I’ve been reading The Sirens’ Call by Chris Hayes, and in the book and in a podcast he hosted recently, he talks about how AI has fundamentally changed our relationship with the truth. These images and videos no longer require reality to be a starting point. They look real, feel real, and yet are entirely fabricated. Our eyes, which once were our most trusted sense, are no longer reliable. And that realization felt heavy on me as a parent. A simple click can lead to the destruction of their innocence, a change in their expectations of the world. The world our kids are growing up in asks for a kind of vigilance that we are still learning ourselves. Simple screen time really needs to be monitored. There goes the ‘virtual’ babysitter we rely on. Really, this is why I limit screen time. You just never know what will be clicked on next time. I also want to encourage open discussions. Even if this had been some video that wasn’t just a cartoon, but something more inappropriate, even sexual, we have to be open and honest about how such videos are not real and can warp our expectations of ourselves, of others, of future relationships, and of the world in general.
Then, Sunday, as if the universe wanted to pile on, after a morning of cooking and cleaning, when I wanted to take a break, the washer broke. Because of course it did.
And yet, amid all of this, there was a glimmer of beauty. We celebrated a friend’s 40th birthday Saturday evening. She brought together people from so many different chapters of her life, throughout childhood, early adulthood, motherhood, and now. Watching those worlds collide so seamlessly was deeply moving. It reminded me that we are not just who we are today, but we are the sum of all the versions that came before. Someone I met that night said something to me that has stayed with me:
With age, we may not see as far, but we see clearer.

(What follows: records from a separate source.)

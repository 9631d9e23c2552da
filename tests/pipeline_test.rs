//! 判定パイプライン・セッションのテスト
//!
//! 判定APIと照合先は台本どおりに振る舞う偽物に差し替える

use autolens::classifier::{Classifier, ImagePayload};
use autolens::pipeline::{Pipeline, Timeouts};
use autolens::resolver::MetadataSource;
use autolens::session::{Session, SubmissionOutcome};
use autolens_common::{
    CanonicalKey, ClassifierResponse, Error, MetadataRecord, Prediction, RecordOrigin, Specs,
};
use std::collections::HashMap;
use std::sync::Arc;
use std::time::Duration;
use tokio::sync::Notify;

const PNG_SIGNATURE: &[u8] = b"\x89PNG\r\n\x1a\n\0\0\0\rIHDR";

/// 判定中で止めておくための合図
#[derive(Default)]
struct Gate {
    started: Notify,
    release: Notify,
}

#[derive(Clone)]
enum Reply {
    Label(&'static str, f64),
    Unavailable,
    Malformed,
}

#[derive(Clone)]
struct Script {
    reply: Reply,
    gate: Option<Arc<Gate>>,
    delay: Option<Duration>,
}

impl Script {
    fn label(label: &'static str, confidence: f64) -> Self {
        Self { reply: Reply::Label(label, confidence), gate: None, delay: None }
    }

    fn gated(mut self, gate: &Arc<Gate>) -> Self {
        self.gate = Some(Arc::clone(gate));
        self
    }

    fn delayed(mut self, delay: Duration) -> Self {
        self.delay = Some(delay);
        self
    }
}

/// ファイル名ごとに台本を持つ判定器
#[derive(Default)]
struct FakeClassifier {
    scripts: HashMap<String, Script>,
}

impl FakeClassifier {
    fn with(mut self, file_name: &str, script: Script) -> Self {
        self.scripts.insert(file_name.to_string(), script);
        self
    }
}

impl Classifier for FakeClassifier {
    async fn classify(&self, image: &ImagePayload) -> autolens_common::Result<ClassifierResponse> {
        let script = self
            .scripts
            .get(&image.file_name)
            .cloned()
            .ok_or_else(|| Error::ClassifierUnavailable(format!("no script for {}", image.file_name)))?;

        if let Some(gate) = &script.gate {
            gate.started.notify_one();
            gate.release.notified().await;
        }
        if let Some(delay) = script.delay {
            tokio::time::sleep(delay).await;
        }

        match script.reply {
            Reply::Label(label, confidence) => Ok(ClassifierResponse {
                car_name: label.to_string(),
                confidence,
                top_predictions: vec![Prediction { name: label.to_string(), confidence }],
                attention_map: None,
            }),
            Reply::Unavailable => Err(Error::ClassifierUnavailable("HTTP 503".into())),
            Reply::Malformed => Err(Error::MalformedClassifierResponse("missing carName".into())),
        }
    }
}

/// 正規化キー → レコードの表（遅延を指定できる）
#[derive(Default)]
struct FakeSource {
    records: HashMap<String, MetadataRecord>,
    delay: Option<Duration>,
}

impl MetadataSource for FakeSource {
    async fn lookup(&self, key: &CanonicalKey) -> autolens_common::Result<Option<MetadataRecord>> {
        if let Some(delay) = self.delay {
            tokio::time::sleep(delay).await;
        }
        Ok(self.records.get(key.as_str()).cloned())
    }
}

fn bmw_source() -> FakeSource {
    let mut records = HashMap::new();
    records.insert(
        "BMW M3 Coupe 2012".to_string(),
        MetadataRecord {
            year: "2012".into(),
            make: "BMW".into(),
            model: "M3".into(),
            body_type: "Coupe".into(),
            specs: Specs {
                horsepower: "414 HP".into(),
                acceleration: "4.1s".into(),
                fuel_type: "Gasoline".into(),
                origin: "Germany".into(),
            },
        },
    );
    FakeSource { records, delay: None }
}

fn timeouts() -> Timeouts {
    Timeouts {
        classifier: Duration::from_secs(2),
        resolver: Duration::from_secs(2),
    }
}

fn payload(file_name: &str) -> ImagePayload {
    ImagePayload::new(file_name, PNG_SIGNATURE.to_vec()).expect("PNG payload")
}

#[tokio::test]
async fn test_identify_with_database_record() {
    let classifier = FakeClassifier::default().with("m3.png", Script::label("BMW_M3_Coupe_2012", 93.0));
    let pipeline = Pipeline::new(classifier, bmw_source(), timeouts());

    let result = pipeline.identify(&payload("m3.png")).await.unwrap();
    assert_eq!(result.record_origin, RecordOrigin::Database);
    assert_eq!(result.headline(), "2012 BMW");
    assert_eq!(result.model, "M3");
    assert_eq!(result.specs.horsepower, "414 HP");
    assert_eq!(result.confidence, 93.0);
}

#[tokio::test]
async fn test_identify_falls_back_to_label() {
    let classifier = FakeClassifier::default().with("rl.png", Script::label("Acura_RL_Sedan_2012", 61.0));
    let pipeline = Pipeline::new(classifier, bmw_source(), timeouts());

    let result = pipeline.identify(&payload("rl.png")).await.unwrap();
    assert_eq!(result.record_origin, RecordOrigin::Fallback);
    assert_eq!(result.year, "2012");
    assert_eq!(result.make, "Acura");
    assert_eq!(result.model, "RL Sedan");
    assert_eq!(result.body_type, "Car");
    assert!(result.specs.is_unknown());
}

#[tokio::test]
async fn test_resolver_timeout_is_an_error() {
    let classifier = FakeClassifier::default().with("m3.png", Script::label("BMW_M3_Coupe_2012", 93.0));
    let source = FakeSource { delay: Some(Duration::from_secs(5)), ..bmw_source() };
    let timeouts = Timeouts { resolver: Duration::from_millis(50), ..timeouts() };
    let pipeline = Pipeline::new(classifier, source, timeouts);

    // 部分的な結果は返さない
    let err = pipeline.identify(&payload("m3.png")).await.unwrap_err();
    assert!(matches!(err, Error::ResolverUnavailable(_)));
}

#[tokio::test]
async fn test_classifier_timeout_is_unavailable() {
    let classifier = FakeClassifier::default().with(
        "slow.png",
        Script::label("BMW_M3_Coupe_2012", 93.0).delayed(Duration::from_secs(5)),
    );
    let timeouts = Timeouts { classifier: Duration::from_millis(50), ..timeouts() };
    let pipeline = Pipeline::new(classifier, bmw_source(), timeouts);

    let err = pipeline.identify(&payload("slow.png")).await.unwrap_err();
    assert!(matches!(err, Error::ClassifierUnavailable(_)));
    assert!(err.is_retryable());
}

#[tokio::test]
async fn test_classifier_failures_reach_caller() {
    let classifier = FakeClassifier::default()
        .with("bad.png", Script { reply: Reply::Malformed, gate: None, delay: None })
        .with("down.png", Script { reply: Reply::Unavailable, gate: None, delay: None });
    let session = Session::new(Arc::new(Pipeline::new(classifier, bmw_source(), timeouts())));

    let err = session.submit(payload("bad.png")).await.unwrap_err();
    assert!(matches!(err, Error::MalformedClassifierResponse(_)));

    let err = session.submit(payload("down.png")).await.unwrap_err();
    assert!(matches!(err, Error::ClassifierUnavailable(_)));
    assert!(session.current().is_none());
}

#[tokio::test]
async fn test_last_submission_wins() {
    let gate = Arc::new(Gate::default());
    let classifier = FakeClassifier::default()
        .with("a.png", Script::label("Acura_RL_Sedan_2012", 70.0).gated(&gate))
        .with("b.png", Script::label("BMW_M3_Coupe_2012", 95.0));
    let session = Arc::new(Session::new(Arc::new(Pipeline::new(
        classifier,
        bmw_source(),
        timeouts(),
    ))));

    // 表示された結果をすべて記録する
    let mut rx = session.subscribe();
    let observer = tokio::spawn(async move {
        let mut seen = Vec::new();
        while rx.changed().await.is_ok() {
            if let Some(presented) = &rx.borrow_and_update().presented {
                seen.push(presented.result.car_name.clone());
            }
        }
        seen
    });

    let first = Arc::clone(&session);
    let a = tokio::spawn(async move { first.submit(payload("a.png")).await });
    gate.started.notified().await;

    // Aの判定中にBを投稿し、Bが先に完了する
    let b = session.submit(payload("b.png")).await.unwrap();
    assert_eq!(b.result().map(|r| r.car_name.as_str()), Some("BMW_M3_Coupe_2012"));

    gate.release.notify_one();
    let a = a.await.unwrap().unwrap();
    assert!(matches!(a, SubmissionOutcome::Superseded { seq: 1 }));

    let current = session.current().expect("B stays presented");
    assert_eq!(current.car_name, "BMW_M3_Coupe_2012");
    assert_eq!(session.latest_seq(), 2);

    drop(session);
    let seen = observer.await.unwrap();
    assert!(seen.iter().all(|name| name == "BMW_M3_Coupe_2012"));
    assert!(!seen.is_empty());
}

#[tokio::test]
async fn test_reset_discards_in_flight_submission() {
    let gate = Arc::new(Gate::default());
    let classifier = FakeClassifier::default()
        .with("a.png", Script::label("BMW_M3_Coupe_2012", 95.0).gated(&gate));
    let session = Arc::new(Session::new(Arc::new(Pipeline::new(
        classifier,
        bmw_source(),
        timeouts(),
    ))));

    let first = Arc::clone(&session);
    let a = tokio::spawn(async move { first.submit(payload("a.png")).await });
    gate.started.notified().await;

    session.reset();
    gate.release.notify_one();

    let a = a.await.unwrap().unwrap();
    assert!(a.result().is_none());
    assert!(session.current().is_none());
}

#[tokio::test]
async fn test_stale_failure_is_discarded() {
    let gate = Arc::new(Gate::default());
    let classifier = FakeClassifier::default()
        .with("a.png", Script { reply: Reply::Unavailable, gate: Some(Arc::clone(&gate)), delay: None })
        .with("b.png", Script::label("BMW_M3_Coupe_2012", 95.0));
    let session = Arc::new(Session::new(Arc::new(Pipeline::new(
        classifier,
        bmw_source(),
        timeouts(),
    ))));

    let first = Arc::clone(&session);
    let a = tokio::spawn(async move { first.submit(payload("a.png")).await });
    gate.started.notified().await;

    let b = session.submit(payload("b.png")).await.unwrap();
    assert!(b.result().is_some());

    gate.release.notify_one();

    // 古い投稿の失敗はエラーとして返らない
    let a = a.await.unwrap().unwrap();
    assert!(matches!(a, SubmissionOutcome::Superseded { .. }));
    assert_eq!(
        session.current().map(|r| r.car_name.clone()),
        Some("BMW_M3_Coupe_2012".to_string())
    );
}

#[tokio::test]
async fn test_new_submission_clears_presented_result() {
    let gate = Arc::new(Gate::default());
    let classifier = FakeClassifier::default()
        .with("a.png", Script::label("BMW_M3_Coupe_2012", 95.0))
        .with("b.png", Script::label("Acura_RL_Sedan_2012", 55.0).gated(&gate));
    let session = Arc::new(Session::new(Arc::new(Pipeline::new(
        classifier,
        bmw_source(),
        timeouts(),
    ))));

    session.submit(payload("a.png")).await.unwrap();
    assert!(session.current().is_some());

    let second = Arc::clone(&session);
    let b = tokio::spawn(async move { second.submit(payload("b.png")).await });
    gate.started.notified().await;

    // 判定中は前の結果を表示しない
    assert!(session.current().is_none());

    gate.release.notify_one();
    let b = b.await.unwrap().unwrap();
    assert_eq!(b.result().map(|r| r.record_origin), Some(RecordOrigin::Fallback));
}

That really resonated with me. Because clarity isn’t about perfection. It’s about perspective. Suddenly I could see what had really been happening that weekend: I was overwhelmed. I let myself get triggered. I chose to react instead of pause. And then I spent the entire weekend beating myself up over it, and beating myself up over everything. Forgetting to oil the waffle maker. Ugh, burnt waffles. Not flipping the pancakes right. Ugh, another imperfect breakfast. Every tiny misstep felt like evidence that I wasn’t doing enough, being enough.

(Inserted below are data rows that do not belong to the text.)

//! 判定API連携
//!
//! 判定モデル本体は外部のHTTPエンドポイント。ここでは画像を送り、
//! レスポンスを `ClassifierResponse` に変換するだけで再試行はしない。

mod http;

pub use http::HttpClassifier;

use crate::error::{AutolensError, Result};
use autolens_common::ClassifierResponse;
use image::ImageFormat;
use std::future::Future;
use std::path::Path;

/// 判定APIへ送る画像
#[derive(Debug, Clone)]
pub struct ImagePayload {
    pub file_name: String,
    pub mime_type: String,
    pub bytes: Vec<u8>,
}

impl ImagePayload {
    /// 先頭バイトから形式を判定して作る（JPEG/PNG/WebPのみ）
    pub fn new(file_name: impl Into<String>, bytes: Vec<u8>) -> Result<Self> {
        let file_name = file_name.into();
        let format = image::guess_format(&bytes)
            .map_err(|e| AutolensError::ImageLoad(format!("{}: {}", file_name, e)))?;

        match format {
            ImageFormat::Jpeg | ImageFormat::Png | ImageFormat::WebP => Ok(Self {
                mime_type: format.to_mime_type().to_string(),
                file_name,
                bytes,
            }),
            other => Err(AutolensError::ImageLoad(format!(
                "{}: 未対応の画像形式です ({:?})",
                file_name, other
            ))),
        }
    }

    pub fn from_path(path: &Path) -> Result<Self> {
        if !path.exists() {
            return Err(AutolensError::FileNotFound(path.display().to_string()));
        }

        let bytes = std::fs::read(path)?;
        let file_name = path
            .file_name()
            .map(|n| n.to_string_lossy().to_string())
            .unwrap_or_default();

        Self::new(file_name, bytes)
    }
}

/// 画像 → 車種ラベルの判定器
pub trait Classifier: Send + Sync {
    fn classify(
        &self,
        image: &ImagePayload,
    ) -> impl Future<Output = autolens_common::Result<ClassifierResponse>> + Send;
}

But the truth is, I’m not perfect and honestly, I have a lot to work on. Really, I admire those of you who have the strength to stay calm, the tolerance to hold space, the steadiness to respond instead of react. I admire you for that. Truly, I mean it. I hope I get there one day.
But here I am. For now, I’m embracing the slip, the repair, the learning, the clarity that eventually comes with time, and the grace to keep going anyway.
This is what motherhood is teaching me, about slipping, repairing, and learning. It is not about always getting it right, but about repairing with love, seeing clearer with time, and choosing, again and again, to embrace who I’m becoming.
I share this with you because we all have those days. And we all deserve some grace. At the end of the day on Sunday, my eldest asked me if he could give me a hug as he saw the wear in my face. There was no algorithm distorting that moment, no screen fabricating it. It was real, not AI generated. And that was a simple reminder that the art of working through repair sculpts the clarity in life.